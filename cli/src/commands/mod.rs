//! Subcommand implementations.

pub mod config;
pub mod interfaces;
pub mod parse;
pub mod scan;
pub mod tool;

use nmapkit_core::{ConfigStore, ScanOption};

/// Persisted defaults as options; empty if no config can be located.
pub(crate) async fn stored_options() -> anyhow::Result<Vec<ScanOption>> {
    match ConfigStore::new() {
        Ok(store) => Ok(store.load().await?.to_options()),
        Err(_) => Ok(Vec::new()),
    }
}

pub(crate) fn truncate(s: &str, max: usize) -> String {
    if s.chars().count() <= max {
        s.to_string()
    } else {
        let head: String = s.chars().take(max - 1).collect();
        format!("{}…", head)
    }
}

# # # #

### YOUR GOAL
Set the whole listing down, word for word.

### FINISHED EXERCISE
filename cli/src/commands/mod.rs
//! Subcommand implementations.

pub mod config;
pub mod interfaces;
pub mod parse;
pub mod scan;
pub mod tool;

use nmapkit_core::{ConfigStore, ScanOption};

/// Persisted defaults as options; empty if no config can be located.
pub(crate) async fn stored_options() -> anyhow::Result<Vec<ScanOption>> {
    match ConfigStore::new() {
        Ok(store) => Ok(store.load().await?.to_options()),
        Err(_) => Ok(Vec::new()),
    }
}

pub(crate) fn truncate(s: &str, max: usize) -> String {
    if s.chars().count() <= max {
        s.to_string()
    } else {
        let head: String = s.chars().take(max - 1).collect();
        format!("{}…", head)
    }
}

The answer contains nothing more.